Tips for Trekkers in Nepal

Tips for trekkers in Nepal

Nepal- the adventurer’s playground offers you a wealth of outdoor adventure activities in the lap of the highest mountains in the world. Trekking is one of the most popular activities amongst tourists coming to Nepal. With a large variety of treks from 4-5-day trek to multi- week tea house trek, to fully supported expedition style treks as well as a multitude of “trekking” peaks for climbers, there is something for everyone. Here are some tips to stay healthy and prepare for treks in Nepal.
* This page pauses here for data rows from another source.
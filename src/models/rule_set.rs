//! Ordered rule set model.
//!
//! Order is significant: resolution is first-fit, so an earlier rule always
//! wins over a later overlapping one.

use rust_decimal::Decimal;
use serde::{Deserialize, Serialize};

use crate::error::{EngineError, EngineResult};

use super::RateRule;

/// An ordered list of rate rules.
///
/// Edits go through [`push`](RuleSet::push), [`remove`](RuleSet::remove),
/// [`replace`](RuleSet::replace) or whole-list construction. A rule set that
/// is being resolved against is shared behind an `Arc` and never edited in
/// place; editing surfaces clone it, edit the clone and swap it in.
///
/// # Example
///
/// ```
/// use parcel_rate_engine::models::{RateRule, RuleSet};
/// use rust_decimal::Decimal;
///
/// let mut rules = RuleSet::empty();
/// rules.push(RateRule::new(150, 300, 300, 1000, Decimal::new(389, 2)));
/// assert_eq!(rules.len(), 1);
/// ```
#[derive(Debug, Clone, Default, PartialEq, Eq, Serialize, Deserialize)]
#[serde(transparent)]
pub struct RuleSet {
    rules: Vec<RateRule>,
}

impl RuleSet {
    /// Creates a rule set from rules in the given order.
    pub fn new(rules: Vec<RateRule>) -> Self {
        Self { rules }
    }

    /// Creates a rule set with no rules. Nothing resolves against it.
    pub fn empty() -> Self {
        Self::default()
    }

    /// The five tiers the calculator ships with, as they appear in
    /// `config/default.properties` (not normalized).
    pub fn standard_tariff() -> Self {
        Self::new(vec![
            RateRule::new(300, 300, 150, 1000, Decimal::new(389, 2)),
            RateRule::new(600, 300, 150, 2000, Decimal::new(439, 2)),
            RateRule::new(1200, 600, 600, 5000, Decimal::new(589, 2)),
            RateRule::new(1200, 600, 600, 10000, Decimal::new(799, 2)),
            RateRule::new(1200, 600, 600, 31000, Decimal::new(1499, 2)),
        ])
    }

    /// Number of rules.
    pub fn len(&self) -> usize {
        self.rules.len()
    }

    /// Returns true if there are no rules.
    pub fn is_empty(&self) -> bool {
        self.rules.is_empty()
    }

    /// The rules in stored order.
    pub fn rules(&self) -> &[RateRule] {
        &self.rules
    }

    /// Iterates the rules in stored order.
    pub fn iter(&self) -> std::slice::Iter<'_, RateRule> {
        self.rules.iter()
    }

    /// Returns the rule at `index`, if any.
    pub fn get(&self, index: usize) -> Option<&RateRule> {
        self.rules.get(index)
    }

    /// Appends a rule at the end of the list.
    pub fn push(&mut self, rule: RateRule) {
        self.rules.push(rule);
    }

    /// Removes and returns the rule at `index`.
    pub fn remove(&mut self, index: usize) -> EngineResult<RateRule> {
        self.check_index(index)?;
        Ok(self.rules.remove(index))
    }

    /// Replaces the rule at `index`, returning the previous one.
    pub fn replace(&mut self, index: usize, rule: RateRule) -> EngineResult<RateRule> {
        self.check_index(index)?;
        Ok(std::mem::replace(&mut self.rules[index], rule))
    }

    /// Consumes the set, returning the rules.
    pub fn into_rules(self) -> Vec<RateRule> {
        self.rules
    }

    fn check_index(&self, index: usize) -> EngineResult<()> {
        if index < self.rules.len() {
            Ok(())
        } else {
            Err(EngineError::RuleIndexOutOfRange {
                index,
                len: self.rules.len(),
            })
        }
    }
}

impl From<Vec<RateRule>> for RuleSet {
    fn from(rules: Vec<RateRule>) -> Self {
        Self::new(rules)
    }
}

impl<'a> IntoIterator for &'a RuleSet {
    type Item = &'a RateRule;
    type IntoIter = std::slice::Iter<'a, RateRule>;

    fn into_iter(self) -> Self::IntoIter {
        self.rules.iter()
    }
}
  • Physical Fitness: Trekking is an arduous physical activity involving walking for substantial hours along mountainous trails. Physical fitness is always helpful when you want to do such an activity, so do simpler hikes and train properly for any treks you have planned.
  • Water purification: Any surface or tap water in Nepal needs purification before drinking. In the treks specially, drinking water is a scarce commodity. So, you should plan ahead about purification techniques, either using only bottled water or making sure the water you consume is boiled or treated with iodine/chlorine tabs. Steri-pen can be used for clear water.
  • Flexible itinerary: Always make sure you have 1-2 days extra, should you run into trouble during the trek, it could be bad weather or ill health; having a few extra days could give you that flexibility of tackling an unforeseen circumstance and still complete the trip. Remember that trekking routes and standard itineraries are well researched and take into account fatigue, location of lodges and in the instance of the Himalaya, altitude as well.
  • Suitable Insurance: It is essential to get travel insurance that covers for evacuation as well as medical coverage when you trek in Nepal. Also make sure that the insurance you choose covers not only your evacuation but also your medical bill once you land up in the cities.
  • Hydration: Trekking even during the cold causes you to lose a lot of body fluids through sweat. So, make sure you remain hydrated more than usual and that the water is treated for drinking. Rest stops and lunch stops are the best places to refill water
  • Protection from the sun: Trekking will expose you to direct sunlight and at high altitude, expose you to harmful UV rays causing sunburn. Use high SPF UVA/UVB rated sunscreen and sunblock lip balms along with wide brimmed hats. Remember to top up on sunscreen every few hours.
  • Eye Protection: Even for those not climbing the mountains, proper eye protection will help to prevent snow blindness while trekking on snow.
  • Responsible Trekking: Use reputed trekking agencies and make sure your porters are well taken care of. Try to ensure they have proper gear for the trip as well. http://www.ippg.net/trekking-ethics/ The International Porter Protection Group has good resources for ethical trekking.
  • Break in your boots: If you are getting new boots for trekking, make sure they are broken in (i.e you have spent some time walking in them before the trek).
  • Availability of local medical facilities: In the Everest Area – Lukla (Pasang Lhamu Nicole-Niquille Hospital), Namche  Bazar (Mountain Medicine Institute and a dental clinic), Pheriche (Himalayan Rescue Association Aid Post), Everest Base Camp (Everest ER- Only during Spring) where medical help is available 24/7 . In the Gokyo valley – aid posts run by the IPPG at Machermo and Gokyo.  In the Annapurna area – HRA aid post in Manang with a satellite clinic run at Thorung Phedi (https://himalayanrescue.org.np/). In case of medical problems, try to get to these facilities and be evaluated by medical personnel.
  • DO NOT TRAVEL ALONE: Nepal is a safe country to travel but when in a remote setting, never travel alone.